Source data:
//! Smoothed frame through which a layout is viewed

use bevy::math::DVec2;
use std::f64::consts::PI;

/// Center, rotation and scale of the view onto a layout.
///
/// A frame belongs to one [`LayoutSolver`](super::LayoutSolver) at a time.
/// Handing it to the solver of the next exploration keeps the view steady
/// when the graph is rebuilt.
#[derive(Clone, Copy, PartialEq, Debug, Default)]
pub struct ViewFrame {
	pub center: DVec2,
	pub angle: f64,
	/// Extent of the graph along its main axis, in average edge lengths
	pub diameter: f64,
	/// Set once a layout seen through this frame has stabilized
	pub initialized: bool,
}

/// Where the view frame should be for the current point set
#[derive(Clone, Copy, PartialEq, Debug, Default)]
pub(super) struct ViewTargets {
	pub center: DVec2,
	pub angle: f64,
	pub diameter: f64,
}

impl ViewFrame {
	pub(super) fn snap_to(&mut self, targets: ViewTargets) {
		self.center = targets.center;
		self.angle = targets.angle;
		self.diameter = targets.diameter;
	}

	/// Moves the frame the fraction `t` of the way towards its targets.
	/// The main axis has no direction, so the angle turns by less than a quarter turn.
	pub(super) fn approach(&mut self, targets: ViewTargets, t: f64) {
		self.center = self.center.lerp(targets.center, t);

		let mut target_angle = targets.angle;
		if target_angle > self.angle + PI {
			self.angle += PI * 2.0;
		}
		if target_angle < self.angle - PI {
			self.angle -= PI * 2.0;
		}
		if target_angle > self.angle + PI * 0.5 {
			target_angle -= PI;
		}
		if target_angle < self.angle - PI * 0.5 {
			target_angle += PI;
		}
		self.angle = self.angle * (1.0 - t) + target_angle * t;

		self.diameter = self.diameter * (1.0 - t) + targets.diameter * t;
	}

	/// Maps a layout point into the frame, scaled so that edges are about one unit long
	pub fn project(&self, point: DVec2, segment_length: f64) -> DVec2 {
		DVec2::from_angle(-self.angle).rotate(point - self.center) / segment_length
	}
}
//! Tools for exploring the state space

mod graph;
mod presentation;

use crate::{
	format::parse_puzzle,
	layout::{LayoutOptions, LayoutSolver},
	puzzle::Puzzle,
};
use std::io::Write;

pub use graph::{
	ExplorationSummary, ExplorerOptions, StateEdge, StateEdgeId, StateGraph, StateNode,
	StateNodeId,
};

/// Builds the graph of every state of a puzzle reachable within `options.max_depth` actions
pub fn explore(puzzle: &Puzzle, options: ExplorerOptions) -> StateGraph {
	StateGraph::traverse_state_graph(puzzle, options)
}

/// Layout steps run before a report is written, if the layout does not settle sooner
const MAX_LAYOUT_STEPS: usize = 5000;

/// Parses a puzzle definition, explores its state space
/// and writes a report including a settled layout of the state graph
pub fn run_state_explorer(
	puzzle_source: &str,
	output: &mut impl Write,
	options: ExplorerOptions,
) -> Result<(), String> {
	let puzzle = parse_puzzle(puzzle_source).map_err(|e| format!("Could not read puzzle: {e}"))?;
	let graph = explore(&puzzle, options);

	let mut layout = LayoutSolver::new(&graph, LayoutOptions::default());
	for _ in 0..MAX_LAYOUT_STEPS {
		if layout.step() {
			break;
		}
	}
	if !layout.is_stabilized() {
		log::info!("Layout did not settle after {MAX_LAYOUT_STEPS} steps");
	}

	graph
		.write_report(&puzzle, Some(&layout), output)
		.map_err(|e| format!("Could not save explorer result: {e}"))
}
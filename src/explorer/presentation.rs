//! Defines the text presentation of puzzle state graphs

use super::graph::{StateGraph, StateNode};
use crate::{layout::LayoutSolver, puzzle::Puzzle, state::PuzzleState};
use itertools::Itertools as _;
use std::io::Write;

impl Puzzle {
	/// Short description of a state, e.g. `Player@A Ball@C | Gate A-B: Open`
	pub fn describe_state(&self, state: &PuzzleState) -> String {
		let items = self
			.items()
			.iter()
			.filter_map(|item| {
				let node = self.node(self.item_node(state, item.id)?)?;
				Some(format!("{}@{}", item.kind, node.name))
			})
			.join(" ");
		let elements = self
			.dynamic_elements()
			.iter()
			.filter_map(|element| {
				let value = self.element_value(state, element.id)?;
				Some(format!(
					"{} {}: {}",
					element.kind,
					self.container_name(element.container)?,
					element.kind.describe_value(value)
				))
			})
			.join(", ");
		if elements.is_empty() {
			items
		} else {
			format!("{items} | {elements}")
		}
	}
}

impl StateGraph {
	/// Writes the counters, then one line per state followed by its actions.
	/// Projected layout coordinates are included when a solver is given.
	pub fn write_report(
		&self,
		puzzle: &Puzzle,
		layout: Option<&LayoutSolver>,
		writer: &mut impl Write,
	) -> std::io::Result<()> {
		let summary = self.summary();
		writeln!(writer, "Puzzle: {}", puzzle.name)?;
		writeln!(writer, "States: {}", summary.state_count)?;
		writeln!(writer, "Goal states: {}", summary.goal_states)?;
		writeln!(writer, "Explored all: {}", summary.explored_all)?;
		writeln!(writer, "Longest path: {}", summary.longest_path_steps)?;
		match summary.goal_path_steps {
			Some(steps) => writeln!(writer, "Shortest solution: {steps}")?,
			None => writeln!(writer, "Shortest solution: none")?,
		}

		for node in self.nodes() {
			write!(
				writer,
				"\n#{} step {} [{}] {}",
				node.id.0,
				node.step,
				node_flags(node),
				puzzle.describe_state(&node.state)
			)?;
			if let Some(point) = layout.and_then(|layout| layout.projected_point(node.id)) {
				write!(writer, " at ({:.3}, {:.3})", point.x, point.y)?;
			}
			writeln!(writer)?;
			for (_, edge) in self.outgoing(node.id) {
				let place = puzzle
					.node(edge.action_node)
					.map_or("?", |node| node.name.as_str());
				writeln!(
					writer,
					"\t{} ({place}) -> #{}{}",
					edge.action,
					edge.to.0,
					if edge.direct_path { "" } else { " (merge)" }
				)?;
			}
		}
		Ok(())
	}
}

fn node_flags(node: &StateNode) -> String {
	[
		(node.id.0 == 0, "start"),
		(node.goal, "goal"),
		(node.goal_path, "goal path"),
		(node.stuck, "stuck"),
	]
	.into_iter()
	.filter(|(set, _)| *set)
	.map(|(_, name)| name)
	.join(", ")
}
use super::*;
use crate::{puzzle::NodeId, state::PuzzleState, transitions::ActionKind};

const EPSILON: f64 = 1e-9;

/// Builds a graph from `(from, to, direct)` edges between `count` states
fn graph(count: usize, edges: &[(usize, usize, bool)]) -> StateGraph {
	let mut graph = StateGraph::default();
	for step in 0..count {
		graph.insert_node(PuzzleState::default(), step);
	}
	for &(from, to, direct) in edges {
		graph.connect(
			StateNodeId(from),
			StateNodeId(to),
			ActionKind::Walk,
			NodeId(0),
			direct,
		);
	}
	graph
}

/// Start with two children that are also connected to each other
fn triangle() -> StateGraph {
	graph(3, &[(0, 1, true), (0, 2, true), (1, 2, false)])
}

fn chain() -> StateGraph {
	graph(4, &[(0, 1, true), (1, 2, true), (2, 3, true)])
}

/// States in a row, each discovered by the previous one
fn line(count: usize) -> StateGraph {
	let edges = (1..count).map(|i| (i - 1, i, true)).collect::<Vec<_>>();
	graph(count, &edges)
}

/// A square grid discovered along its first row, then down every column
fn grid(size: usize) -> StateGraph {
	let index = |x: usize, y: usize| y * size + x;
	let mut edges = Vec::new();
	for y in 0..size {
		for x in 0..size {
			if x + 1 < size {
				edges.push((index(x, y), index(x + 1, y), y == 0));
			}
			if y + 1 < size {
				edges.push((index(x, y), index(x, y + 1), true));
			}
		}
	}
	graph(size * size, &edges)
}

fn frozen() -> LayoutOptions {
	LayoutOptions {
		frame_budget: Duration::ZERO,
		..Default::default()
	}
}

fn assert_close(a: DVec2, b: DVec2) {
	assert!(a.distance(b) < EPSILON, "{a} != {b}");
}

#[test]
fn seeding_fans_children_out() {
	let solver = LayoutSolver::seeded(&triangle(), frozen(), ViewFrame::default());
	assert_eq!(solver.phase(), LayoutPhase::Seeding);
	let half = 3.0_f64.sqrt() / 2.0;
	assert_close(solver.point(StateNodeId(0)).unwrap(), DVec2::ZERO);
	assert_close(solver.point(StateNodeId(1)).unwrap(), DVec2::new(0.5, -half));
	assert_close(solver.point(StateNodeId(2)).unwrap(), DVec2::new(0.5, half));
}

#[test]
fn distances_ignore_direction_and_are_capped() {
	let graph = graph(4, &[(0, 1, true), (0, 2, true), (1, 2, false)]);
	let distances = ideal_distances(&graph, 200.0);
	let at = |i: usize, j: usize| distances[i * 4 + j];
	assert_eq!(at(2, 1), 1.0);
	assert_eq!(at(1, 0), 1.0);
	assert_eq!(at(0, 3), 200.0);
	assert_eq!(ideal_distances(&chain(), 2.0)[3], 2.0);
}

#[test]
fn triangle_converges_to_unit_sides() {
	let mut solver = LayoutSolver::seeded(&triangle(), frozen(), ViewFrame::default());
	let mut steps = 0;
	while !solver.step() {
		steps += 1;
		assert!(steps < 10_000, "layout did not stabilize");
	}
	assert_eq!(solver.phase(), LayoutPhase::Stabilized);
	for (i, j) in [(0, 1), (0, 2), (1, 2)] {
		let a = solver.point(StateNodeId(i)).unwrap();
		let b = solver.point(StateNodeId(j)).unwrap();
		assert!((a.distance(b) - 1.0).abs() < 0.05);
	}
	assert!((solver.segment_length() - 1.0).abs() < 0.05);
}

#[test]
fn relaxing_starts_after_the_first_unstable_step() {
	let mut solver = LayoutSolver::seeded(&triangle(), frozen(), ViewFrame::default());
	assert!(!solver.step());
	assert_eq!(solver.phase(), LayoutPhase::Relaxing);
}

#[test]
fn seeded_chain_is_already_at_rest() {
	let mut solver = LayoutSolver::seeded(&chain(), frozen(), ViewFrame::default());
	assert!(solver.step());
	assert!(solver.view().initialized);
}

#[test]
fn advance_spreads_relaxation_over_frames() {
	let options = LayoutOptions {
		frame_budget: Duration::from_millis(2),
		..Default::default()
	};
	let seed = LayoutSolver::seeded(&grid(16), options, ViewFrame::default());
	let mut solver = seed.clone();

	let started = Instant::now();
	solver.advance(0.016);
	assert!(started.elapsed() < Duration::from_millis(250));
	assert_eq!(solver.phase(), LayoutPhase::Relaxing);
	assert_ne!(solver.points, seed.points);

	let mut frames = 1;
	while !solver.is_stabilized() {
		solver.advance(0.016);
		frames += 1;
		assert!(frames < 100_000, "layout did not stabilize");
	}
	assert!(frames > 1);
	assert!(solver.view().initialized);

	for _ in 0..400 {
		solver.advance(0.016);
	}
	let view = solver.view();
	assert!(view.center.distance(solver.targets.center) < 1e-2);
	assert!((view.diameter - solver.targets.diameter).abs() < 1e-2);
}

#[test]
fn large_steps_are_split_into_chunks() {
	let mut solver = LayoutSolver::seeded(&line(200), frozen(), ViewFrame::default());
	let seed = solver.points.clone();
	let mut chunks = 1;
	while solver.relax_chunk().is_none() {
		assert_eq!(solver.phase(), LayoutPhase::Seeding);
		assert_eq!(solver.points, seed);
		chunks += 1;
	}
	// 19900 pairs, at least 4096 of them per chunk
	assert_eq!(chunks, 5);
	assert!(solver.is_stabilized());
}

#[test]
fn step_finishes_a_chunked_pass() {
	let mut chunked = LayoutSolver::seeded(&grid(10), frozen(), ViewFrame::default());
	let mut whole = chunked.clone();
	assert_eq!(chunked.relax_chunk(), None);
	assert_eq!(chunked.step(), whole.step());
	assert_eq!(chunked.points, whole.points);
	assert_eq!(chunked.phase(), LayoutPhase::Relaxing);
}

#[test]
fn fresh_view_snaps_to_the_layout() {
	let solver = LayoutSolver::new(&chain(), LayoutOptions::default());
	assert!(solver.is_stabilized());
	let view = solver.view();
	assert_close(view.center, DVec2::new(1.5, 0.0));
	assert!((view.diameter - 3.0).abs() < EPSILON);
	// The main axis ends up vertical
	assert_close(
		solver.projected_point(StateNodeId(0)).unwrap(),
		DVec2::new(0.0, -1.5),
	);
	assert_close(
		solver.projected_point(StateNodeId(3)).unwrap(),
		DVec2::new(0.0, 1.5),
	);
}

#[test]
fn unknown_states_have_no_point() {
	let solver = LayoutSolver::new(&chain(), LayoutOptions::default());
	assert_eq!(solver.point(StateNodeId(4)), None);
	assert_eq!(solver.projected_point(StateNodeId(17)), None);
}

#[test]
fn empty_graph_has_no_points() {
	let solver = LayoutSolver::new(&StateGraph::default(), LayoutOptions::default());
	assert_eq!(solver.projected_point(StateNodeId(0)), None);
	assert_eq!(solver.view().diameter, 0.0);
}

#[test]
fn initialized_view_waits_for_stabilization() {
	let previous = ViewFrame {
		center: DVec2::new(7.0, 7.0),
		angle: 0.25,
		diameter: 9.0,
		initialized: true,
	};
	let mut solver = LayoutSolver::seeded(&triangle(), frozen(), previous);
	solver.advance(1.0);
	assert_eq!(solver.view(), previous);

	while !solver.step() {}
	solver.advance(1.0);
	let view = solver.into_view();
	assert_ne!(view, previous);
	assert!((view.diameter - 1.0).abs() < 0.1);
}

#[test]
fn uninitialized_view_follows_right_away() {
	let mut solver = LayoutSolver::seeded(&triangle(), frozen(), ViewFrame::default());
	solver.advance(1.0);
	assert_eq!(solver.phase(), LayoutPhase::Seeding);
	assert_eq!(solver.view().center, solver.targets.center);
	assert_eq!(solver.view().diameter, solver.targets.diameter);
}

#[test]
fn view_turns_by_less_than_a_quarter() {
	let mut view = ViewFrame::default();
	view.approach(
		ViewTargets {
			angle: 3.0,
			..Default::default()
		},
		1.0,
	);
	assert!((view.angle - (3.0 - PI)).abs() < EPSILON);
}
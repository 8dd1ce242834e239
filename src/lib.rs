//! Exploration of the state space of graph puzzles
//!
//! A [`Puzzle`] is explored into a [`StateGraph`] of every reachable state,
//! which a [`LayoutSolver`] arranges in the plane
//! and a [`PlaySession`] walks through by hand.

pub mod explorer;
pub mod format;
pub mod layout;
pub mod puzzle;
pub mod session;
pub mod state;
pub mod transitions;

pub use explorer::{run_state_explorer, ExplorerOptions, StateGraph};
pub use format::parse_puzzle;
pub use layout::{LayoutOptions, LayoutSolver};
pub use puzzle::Puzzle;
pub use session::PlaySession;
pub use state::PuzzleState;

What is needed:
Your task is to quote, without any alteration, the lines running from the top of the records to the line that holds "self.angle = self.angle", both included.

Exercise output:
//! Smoothed frame through which a layout is viewed

use bevy::math::DVec2;
use std::f64::consts::PI;

/// Center, rotation and scale of the view onto a layout.
///
/// A frame belongs to one [`LayoutSolver`](super::LayoutSolver) at a time.
/// Handing it to the solver of the next exploration keeps the view steady
/// when the graph is rebuilt.
#[derive(Clone, Copy, PartialEq, Debug, Default)]
pub struct ViewFrame {
	pub center: DVec2,
	pub angle: f64,
	/// Extent of the graph along its main axis, in average edge lengths
	pub diameter: f64,
	/// Set once a layout seen through this frame has stabilized
	pub initialized: bool,
}

/// Where the view frame should be for the current point set
#[derive(Clone, Copy, PartialEq, Debug, Default)]
pub(super) struct ViewTargets {
	pub center: DVec2,
	pub angle: f64,
	pub diameter: f64,
}

impl ViewFrame {
	pub(super) fn snap_to(&mut self, targets: ViewTargets) {
		self.center = targets.center;
		self.angle = targets.angle;
		self.diameter = targets.diameter;
	}

	/// Moves the frame the fraction `t` of the way towards its targets.
	/// The main axis has no direction, so the angle turns by less than a quarter turn.
	pub(super) fn approach(&mut self, targets: ViewTargets, t: f64) {
		self.center = self.center.lerp(targets.center, t);

		let mut target_angle = targets.angle;
		if target_angle > self.angle + PI {
			self.angle += PI * 2.0;
		}
		if target_angle < self.angle - PI {
			self.angle -= PI * 2.0;
		}
		if target_angle > self.angle + PI * 0.5 {
			target_angle -= PI;
		}
		if target_angle < self.angle - PI * 0.5 {
			target_angle += PI;
		}
		self.angle = self.angle * (1.0 - t) + target_angle * t;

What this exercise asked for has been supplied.